Ce qu’il faut concevoir, c’est l’altération réciproque de l’univers et de la pensée. Altération métaphysique du monde par la conscience, altération physique de la conscience par le monde. Celle-ci se veut le miroir du monde, son miroir critique, mais elle participe en fait de son destin matériel et donc de l’incertitude du monde et de son illusion fondamentale. Si l’univers connaissait le stade du miroir, la pensée serait ce stade du miroir. Mais l’univers ne connaît nulle part ce stade idéal d’un sujet face à son objet et à lui-même, ce stade réflexif de la connaissance. Si la connaissance est réflexive, la pensée, elle, est réversible. Elle n’est qu’un cas particulier dans l’enchaînement du monde (peut-être le maillon le plus faible ?). Elle est partie factuelle, phénoménale, du monde, et n’a plus le privilège de l’universel en regard de la singularité de l’événement incomparable du monde. Une énergie mentale, irréductible à la conscience du sujet, et qui nous traverse comme n’importe quelle énergie matérielle.

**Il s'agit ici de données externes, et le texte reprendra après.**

//! Configuration types for training and evaluation

use tabchess_core::{Color, Error, Result, RewardWeights};

/// Default move cap per episode (plies)
pub const DEFAULT_MAX_MOVES: usize = 100;

/// Hyper-parameters of the tabular agent
#[derive(Clone, Debug, PartialEq)]
pub struct AgentConfig {
    /// Learning rate α
    pub learning_rate: f64,
    /// Discount factor γ
    pub discount_factor: f64,
    /// Initial exploration rate
    pub epsilon_start: f64,
    /// Floor for the exploration rate
    pub epsilon_min: f64,
    /// Multiplicative decay applied once per episode
    pub epsilon_decay: f64,
    /// Random seed for reproducibility (None = random)
    pub seed: Option<u64>,
}

impl Default for AgentConfig {
    fn default() -> Self {
        Self {
            learning_rate: 0.1,
            discount_factor: 0.9,
            epsilon_start: 1.0,
            epsilon_min: 0.01,
            epsilon_decay: 0.9999,
            seed: None,
        }
    }
}

impl AgentConfig {
    /// Set exploration schedule
    pub fn with_exploration(mut self, start: f64, min: f64, decay: f64) -> Self {
        self.epsilon_start = start;
        self.epsilon_min = min;
        self.epsilon_decay = decay;
        self
    }

    /// Set random seed
    pub fn with_seed(mut self, seed: u64) -> Self {
        self.seed = Some(seed);
        self
    }

    pub fn validate(&self) -> Result<()> {
        check_unit("learning_rate", self.learning_rate)?;
        check_unit("discount_factor", self.discount_factor)?;
        check_unit("epsilon_start", self.epsilon_start)?;
        check_unit("epsilon_min", self.epsilon_min)?;

        if self.epsilon_min > self.epsilon_start {
            return Err(Error::invalid_config(format!(
                "epsilon_min ({}) exceeds epsilon_start ({})",
                self.epsilon_min, self.epsilon_start
            )));
        }
        if !(self.epsilon_decay > 0.0 && self.epsilon_decay <= 1.0) {
            return Err(Error::invalid_config(format!(
                "epsilon_decay must be in (0, 1], got {}",
                self.epsilon_decay
            )));
        }
        Ok(())
    }
}

/// Training loop configuration
#[derive(Clone, Debug)]
pub struct TrainingConfig {
    /// Agent hyper-parameters
    pub agent: AgentConfig,
    /// Number of episodes to run
    pub episodes: usize,
    /// Maximum plies per episode
    pub max_moves: usize,
    /// Log progress every this many episodes
    pub report_interval: usize,
    /// Side played by the agent; the heuristic opponent takes the other
    pub agent_color: Color,
    /// Reward shaping weights
    pub reward_weights: RewardWeights,
}

impl Default for TrainingConfig {
    fn default() -> Self {
        Self {
            agent: AgentConfig::default(),
            episodes: 1000,
            max_moves: DEFAULT_MAX_MOVES,
            report_interval: 100,
            agent_color: Color::White,
            reward_weights: RewardWeights::default(),
        }
    }
}

impl TrainingConfig {
    /// Create config for the given number of episodes
    pub fn new(episodes: usize) -> Self {
        Self {
            episodes,
            ..Default::default()
        }
    }

    /// Set agent hyper-parameters
    pub fn with_agent(mut self, agent: AgentConfig) -> Self {
        self.agent = agent;
        self
    }

    /// Set move cap
    pub fn with_max_moves(mut self, max_moves: usize) -> Self {
        self.max_moves = max_moves;
        self
    }

    /// Set the agent's side
    pub fn with_agent_color(mut self, color: Color) -> Self {
        self.agent_color = color;
        self
    }

    pub fn validate(&self) -> Result<()> {
        self.agent.validate()?;
        if self.max_moves == 0 {
            return Err(Error::invalid_config("max_moves must be at least 1"));
        }
        Ok(())
    }
}

/// Configuration for evaluation matches against the heuristic opponent
#[derive(Clone, Debug)]
pub struct EvalConfig {
    /// Number of games to play
    pub games: usize,
    /// Maximum plies per game
    pub max_moves: usize,
    /// Exploration rate used while evaluating (0.0 = greedy)
    pub epsilon: f64,
    /// Side played by the agent
    pub agent_color: Color,
    /// Whether to run games in parallel
    pub parallel: bool,
    /// Base seed; game `i` uses `seed + i`
    pub seed: u64,
}

impl Default for EvalConfig {
    fn default() -> Self {
        Self {
            games: 20,
            max_moves: DEFAULT_MAX_MOVES,
            epsilon: 0.0,
            agent_color: Color::White,
            parallel: true,
            seed: 42,
        }
    }
}

impl EvalConfig {
    /// Create config with specified number of games
    pub fn new(games: usize) -> Self {
        Self {
            games,
            ..Default::default()
        }
    }

    /// Set evaluation exploration rate
    pub fn with_epsilon(mut self, epsilon: f64) -> Self {
        self.epsilon = epsilon;
        self
    }

    /// Set random seed
    pub fn with_seed(mut self, seed: u64) -> Self {
        self.seed = seed;
        self
    }

    pub fn validate(&self) -> Result<()> {
        check_unit("epsilon", self.epsilon)?;
        if self.max_moves == 0 {
            return Err(Error::invalid_config("max_moves must be at least 1"));
        }
        Ok(())
    }
}

fn check_unit(name: &str, value: f64) -> Result<()> {
    if (0.0..=1.0).contains(&value) {
        Ok(())
    } else {
        Err(Error::invalid_config(format!(
            "{} must be in [0, 1], got {}",
            name, value
        )))
    }
}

C’est donc comme destin spécifique, comme destin original de l’espèce que la pensée doit rester une part maudite, et comme telle vouée au sacrifice. Mais au fil de l’entreprise actuelle qui vise à liquider tout ce dont l’échange est impossible, au profit d’une communication universelle, la part maudite rétrécit comme une peau de chagrin. Chaque désir exaucé par la technique le fait se rétrécir inexorablement. Jusqu'à ce retournement fantastique où c’est l’univers même de la banalité radicale qui devient notre part maudite, notre absence de destin en même temps que notre échéance finale. Nous sommes immergés dans une part maudite qui n’est plus du tout celle, sacrificielle, de Bataille, et au sein de laquelle la pensée, comme vestige héroïque, a bien du mal à se frayer une voie.
Peut-être la pensée est-elle, dans cette situation hors-jeu, face à cette réalité intégrale, l’équivalent d’une fable – de la fable qu’est devenu le monde lui-même depuis que, selon le dire de Nietzsche, « nous avons liquidé, en même temps que le monde vrai, celui de l’apparence » ?
Là encore nous avons affaire à la coïncidence insoluble d’un monde devenu simultanément réalité intégrale, intégralement réel, et fable, mythe, c’est-à-dire ni vrai ni réel, et qui n’a même plus besoin d’être vrai : le monde tel qu’il est, au-delà de toute interprétation – celui du devenir peut-être, dans son enchaînement et sa discontinuité à la fois. Car, sous l’illusion de la profondeur, ce monde-ci n’est que détail et fragment (ce pour quoi le discours a tant de mal à en rendre compte). Et s’il y a une telle désillusion sur les événements du monde, où tout justifie un pessimisme radical, auquel correspond non seulement l’intelligence du mal, mais celle du pire, il reste une perception vitale de l’autre monde, subliminal, celui des coïncidences heureuses, de la magie du détail, là où tout s’enchaîne selon des affinités électives installées (je dis peut-être cela sous le coup d’un accident heureux). Il y a ainsi une balance entre tout ce qui va mal de par la volonté de faire le bien, et tout ce qui s’arrange involontairement pour le mieux – une balance, et non pas une justice, car, dans la balance de la justice, ce qui compte, c’est la balance, et non pas la justice.
Qu’on prenne le parti du mal, de l’irréconciliable, ou celui du bien et de la solution finale, qu’on choisisse l’apocalypse du Bien ou celle du Mal, la rhétorique de l’espoir ou celle du désespoir – finalement, le monde continue. Et s’il continue, c’est qu’il n’a pas de fin.